ZIPln
ZIPln Documentation
- class pyPLNmodels.ZIPln(endog, *, exog=None, exog_inflation=None, offsets=None, compute_offsets_method='zero', add_const=True, add_const_inflation=True)[source]
Zero-Inflated Pln (ZIPln) class. Like a Pln but adds zero-inflation. Fitting such a model is slower than fitting a Pln. For more details, see Batardière, Chiquet, Gindraud, Mariadassou (2024) “Zero-inflation in the Multivariate Poisson Lognormal Family.”
Examples
>>> from pyPLNmodels import ZIPln, Pln, load_microcosm >>> data = load_microcosm() # microcosm dataset is highly zero-inflated (96% of zeros) >>> zi = ZIPln.from_formula("endog ~ 1 + site", data) >>> zi.fit() >>> zi.viz(colors = data["site"]) >>> # Here Pln is not appropriate: >>> pln = Pln.from_formula("endog ~ 1 + site", data) >>> pln.fit() >>> pln.viz(colors = data["site"]) >>> # Can also give different covariates: >>> zi_diff = ZIPln.from_formula("endog ~ 1 + site | 1 + time", data) >>> zi.fit() >>> zi.viz(colors = data["site"]) >>> ## Or take all the covariates >>> zi_all = ZIPln.from_formula("endog ~ 1 + site*time | 1 + site*time", data) >>> zi_all.fit()
- Parameters:
endog (Tensor | ndarray | DataFrame | None)

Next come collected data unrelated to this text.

//! Markdown rendering of progress reports.
//!
//! The generated document includes:
//!
//! - A summary table with key metrics
//! - A weekly progress table
//! - A daily checklist
//! - The score trend and weak points
//!
//! # Example
//!
//! ```rust
//! use roadmap_report::{DayInput, MarkdownGenerator, ReportGenerator, ReportInput};
//!
//! let input = ReportInput {
//!     days: vec![DayInput { day: 1, week: 1, ..DayInput::default() }],
//!     ..ReportInput::default()
//! };
//! let report = ReportGenerator::new(&input).generate().unwrap();
//!
//! let markdown = MarkdownGenerator::new(&report).generate();
//! assert!(markdown.contains("# TOEIC 800 Roadmap Progress Report"));
//! ```

use std::fmt::Write;

use chrono::{DateTime, Utc};

use crate::{DayRow, ProgressReport, WeekRow};

/// Generates Markdown documents from a [`ProgressReport`].
pub struct MarkdownGenerator<'a> {
    report: &'a ProgressReport,
}

impl<'a> MarkdownGenerator<'a> {
    /// Creates a new Markdown generator for the given report.
    #[must_use]
    pub const fn new(report: &'a ProgressReport) -> Self {
        Self { report }
    }

    /// Generates the complete Markdown report.
    #[must_use]
    pub fn generate(&self) -> String {
        let mut output = String::new();

        Self::write_title(&mut output);
        self.write_summary(&mut output);
        self.write_weeks(&mut output);
        self.write_days(&mut output);
        self.write_scores(&mut output);
        self.write_weak_points(&mut output);
        self.write_footer(&mut output);

        output
    }

    fn write_title(output: &mut String) {
        let _ = writeln!(output, "# TOEIC 800 Roadmap Progress Report\n");
    }

    fn write_summary(&self, output: &mut String) {
        let summary = &self.report.summary;

        let _ = writeln!(output, "## Summary\n");
        let _ = writeln!(output, "| Metric | Value |");
        let _ = writeln!(output, "|--------|-------|");
        let _ = writeln!(
            output,
            "| Current Day | Day {} / {} |",
            summary.current_day, summary.total_days
        );
        let _ = writeln!(
            output,
            "| Tasks Completed | {} / {} ({}%) |",
            summary.completed_tasks, summary.total_tasks, summary.completion_percent
        );
        let _ = writeln!(output, "| Tasks Remaining | {} |", summary.remaining_tasks);
        let _ = writeln!(
            output,
            "| Days Complete | {} / {} |",
            summary.completed_days, summary.total_days
        );
        let _ = writeln!(
            output,
            "| Study Time | {} / {} |",
            format_minutes(summary.completed_minutes),
            format_minutes(summary.planned_minutes)
        );
        let _ = writeln!(output);
    }

    fn write_weeks(&self, output: &mut String) {
        let _ = writeln!(output, "## Weekly Progress\n");
        let _ = writeln!(output, "| Week | Title | Tasks | Days Complete | Planned |");
        let _ = writeln!(output, "|------|-------|-------|---------------|---------|");
        for row in &self.report.weeks {
            Self::write_week_row(output, row);
        }
        let _ = writeln!(output);
    }

    fn write_week_row(output: &mut String, row: &WeekRow) {
        let _ = writeln!(
            output,
            "| {} | {} | {}/{} | {}/{} | {} |",
            row.week,
            escape_markdown(&row.title),
            row.completed_tasks,
            row.total_tasks,
            row.completed_days,
            row.total_days,
            format_minutes(row.planned_minutes)
        );
    }

    fn write_days(&self, output: &mut String) {
        let _ = writeln!(output, "## Daily Checklist\n");
        for day in &self.report.days {
            Self::write_day(output, day);
        }
    }

    fn write_day(output: &mut String, day: &DayRow) {
        let marker = if day.complete { " ✅" } else { "" };
        let _ = writeln!(
            output,
            "### Day {}: {}{marker}\n",
            day.day,
            escape_markdown(&day.theme)
        );
        if day.tasks.is_empty() {
            let _ = writeln!(output, "*No tasks planned.*\n");
            return;
        }
        for task in &day.tasks {
            let check = if task.completed { "x" } else { " " };
            let _ = writeln!(
                output,
                "- [{check}] **{}** {} ({} min)",
                task.kind,
                escape_markdown(&task.title),
                task.duration
            );
        }
        let _ = writeln!(output);
    }

    fn write_scores(&self, output: &mut String) {
        let trend = &self.report.score_trend;
        let _ = writeln!(output, "## Score Trend\n");
        if trend.samples.is_empty() {
            let _ = writeln!(output, "*No score samples recorded.*\n");
            return;
        }

        let _ = writeln!(output, "| Week | Score |");
        let _ = writeln!(output, "|------|-------|");
        for sample in &trend.samples {
            let _ = writeln!(output, "| {} | {} |", escape_markdown(&sample.label), sample.score);
        }
        let _ = writeln!(output);
        if let Some(change) = trend.change {
            let _ = writeln!(output, "**Change**: {change:+} points\n");
        }
    }

    fn write_weak_points(&self, output: &mut String) {
        let _ = writeln!(output, "## Weak Points\n");
        if self.report.weak_points.is_empty() {
            let _ = writeln!(output, "*None recorded.*\n");
            return;
        }
        for point in &self.report.weak_points {
            let _ = writeln!(output, "- {}", escape_markdown(point));
        }
        let _ = writeln!(output);
    }

    fn write_footer(&self, output: &mut String) {
        let _ = writeln!(output, "---");
        let _ = writeln!(
            output,
            "*Generated by roadmap at {}*",
            format_timestamp(&self.report.generated_at)
        );
    }
}

// ============================================================================
// Helper Functions
// ============================================================================

/// Formats minutes as `Xh Ym`, or `Ym` under an hour.
fn format_minutes(minutes: u32) -> String {
    let hours = minutes / 60;
    let rest = minutes % 60;
    match (hours, rest) {
        (0, m) => format!("{m}m"),
        (h, 0) => format!("{h}h"),
        (h, m) => format!("{h}h {m}m"),
    }
}

fn format_timestamp(timestamp: &DateTime<Utc>) -> String {
    timestamp.format("%Y-%m-%d %H:%M:%S UTC").to_string()
}

/// Escapes characters that would break Markdown tables or emphasis.
fn escape_markdown(text: &str) -> String {
    let mut result = String::with_capacity(text.len());
    for ch in text.chars() {
        match ch {
            '*' | '_' | '`' | '[' | ']' | '\\' | '<' | '>' | '|' => {
                result.push('\\');
                result.push(ch);
            }
            '\n' => result.push_str("<br>"),
            _ => result.push(ch),
        }
    }
    result
}

#[cfg(test)]
#[allow(clippy::unwrap_used)]
mod tests {
    use insta::assert_snapshot;

    use super::*;
    use crate::tests::sample_input;
    use crate::ReportGenerator;

    fn sample_report() -> ProgressReport {
        ReportGenerator::new(&sample_input()).generate().unwrap()
    }

    #[test]
    fn test_summary_section() {
        let report = sample_report();
        let mut output = String::new();
        MarkdownGenerator::new(&report).write_summary(&mut output);

        assert_snapshot!(output, @r"
        ## Summary

        | Metric | Value |
        |--------|-------|
        | Current Day | Day 2 / 3 |
        | Tasks Completed | 3 / 5 (60%) |
        | Tasks Remaining | 2 |
        | Days Complete | 1 / 3 |
        | Study Time | 2h 30m / 3h 30m |
        ");
    }

    #[test]
    fn test_weekly_section() {
        let report = sample_report();
        let mut output = String::new();
        MarkdownGenerator::new(&report).write_weeks(&mut output);

        assert_snapshot!(output, @r"
        ## Weekly Progress

        | Week | Title | Tasks | Days Complete | Planned |
        |------|-------|-------|---------------|---------|
        | 1 | 1주차: 기초 체력 | 3/4 | 1/2 | 3h |
        | 2 | 2주차: 심화 적응 | 0/1 | 0/1 | 30m |
        ");
    }

    #[test]
    fn test_full_report_sections_in_order() {
        let markdown = MarkdownGenerator::new(&sample_report()).generate();

        let order = [
            "# TOEIC 800 Roadmap Progress Report",
            "## Summary",
            "## Weekly Progress",
            "## Daily Checklist",
            "## Score Trend",
            "## Weak Points",
            "*Generated by roadmap at 2026-03-02 09:30:00 UTC*",
        ];
        let positions: Vec<usize> = order.iter().map(|s| markdown.find(s).unwrap()).collect();
        assert!(positions.windows(2).all(|w| w[0] < w[1]));
    }

    #[test]
    fn test_daily_checklist_marks_completion() {
        let markdown = MarkdownGenerator::new(&sample_report()).generate();

        assert!(markdown.contains("### Day 1: 토익 LC/RC 구성 파악 및 진단 ✅"));
        assert!(markdown.contains("### Day 2: Part 5 문법: 동사의 수일치와 태\n"));
        assert!(markdown.contains("- [x] **VOCAB** VOCAB task (30 min)"));
        assert!(markdown.contains("- [ ] **VOCAB** VOCAB task (30 min)"));
    }

    #[test]
    fn test_score_trend_and_weak_points() {
        let markdown = MarkdownGenerator::new(&sample_report()).generate();

        assert!(markdown.contains("| W3 | 780 |"));
        assert!(markdown.contains("**Change**: +130 points"));
        assert!(markdown.contains("- Part 5 전치사/접속사"));
    }

    #[test]
    fn test_empty_scores_and_weak_points() {
        let mut input = sample_input();
        input.weekly_scores.clear();
        input.weak_points.clear();
        let report = ReportGenerator::new(&input).generate().unwrap();
        let markdown = MarkdownGenerator::new(&report).generate();

        assert!(markdown.contains("*No score samples recorded.*"));
        assert!(markdown.contains("*None recorded.*"));
        assert!(!markdown.contains("**Change**"));
    }

    #[test]
    fn test_format_minutes() {
        assert_eq!(format_minutes(45), "45m");
        assert_eq!(format_minutes(120), "2h");
        assert_eq!(format_minutes(130), "2h 10m");
        assert_eq!(format_minutes(0), "0m");
    }

    #[test]
    fn test_escape_markdown() {
        assert_eq!(escape_markdown("a|b"), "a\\|b");
        assert_eq!(escape_markdown("**bold**"), "\\*\\*bold\\*\\*");
        assert_eq!(escape_markdown("line1\nline2"), "line1<br>line2");
        assert_eq!(escape_markdown("LC Part 1&2 (사진/질의응답)"), "LC Part 1&2 (사진/질의응답)");
    }
}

exog (Tensor | ndarray | DataFrame | Series | None)
exog_inflation (Tensor | ndarray | DataFrame | Series | None)
offsets (Tensor | ndarray | DataFrame | None)
compute_offsets_method ({'logsum', 'zero'})
add_const (bool)
add_const_inflation (bool)
- __init__(endog, *, exog=None, exog_inflation=None, offsets=None, compute_offsets_method='zero', add_const=True, add_const_inflation=True)[source]
Initializes the ZIPln class, which is a Pln model with zero-inflation.
- Parameters:
endog (Union[torch.Tensor, np.ndarray, pd.DataFrame]) – The count data.
exog (Union[torch.Tensor, np.ndarray, pd.DataFrame, pd.Series], optional(keyword-only)) – The covariate data. Defaults to None.
exog_inflation (Union[torch.Tensor, np.ndarray, pd.DataFrame], optional(keyword-only)) – The covariate data for the inflation part. Defaults to None.
offsets (Union[torch.Tensor, np.ndarray, pd.DataFrame], optional(keyword-only)) – The offsets data. Defaults to None.
compute_offsets_method (str, optional(keyword-only)) –
- Method to compute offsets if not provided. Options are:
”zero” that will set the offsets to zero.
”logsum” that will take the logarithm of the sum (per line) of the counts.
Overridden (useless) if offsets is not None.
add_const (bool, optional(keyword-only)) – Whether to add a column of ones in the exog. Defaults to True.
add_const_inflation (bool, optional(keyword-only)) – Whether to add a column of ones in the exog_inflation. Defaults to True.
- Return type:
A ZIPln object
See also
Examples
- classmethod from_formula(formula, data, *, compute_offsets_method='zero')[source]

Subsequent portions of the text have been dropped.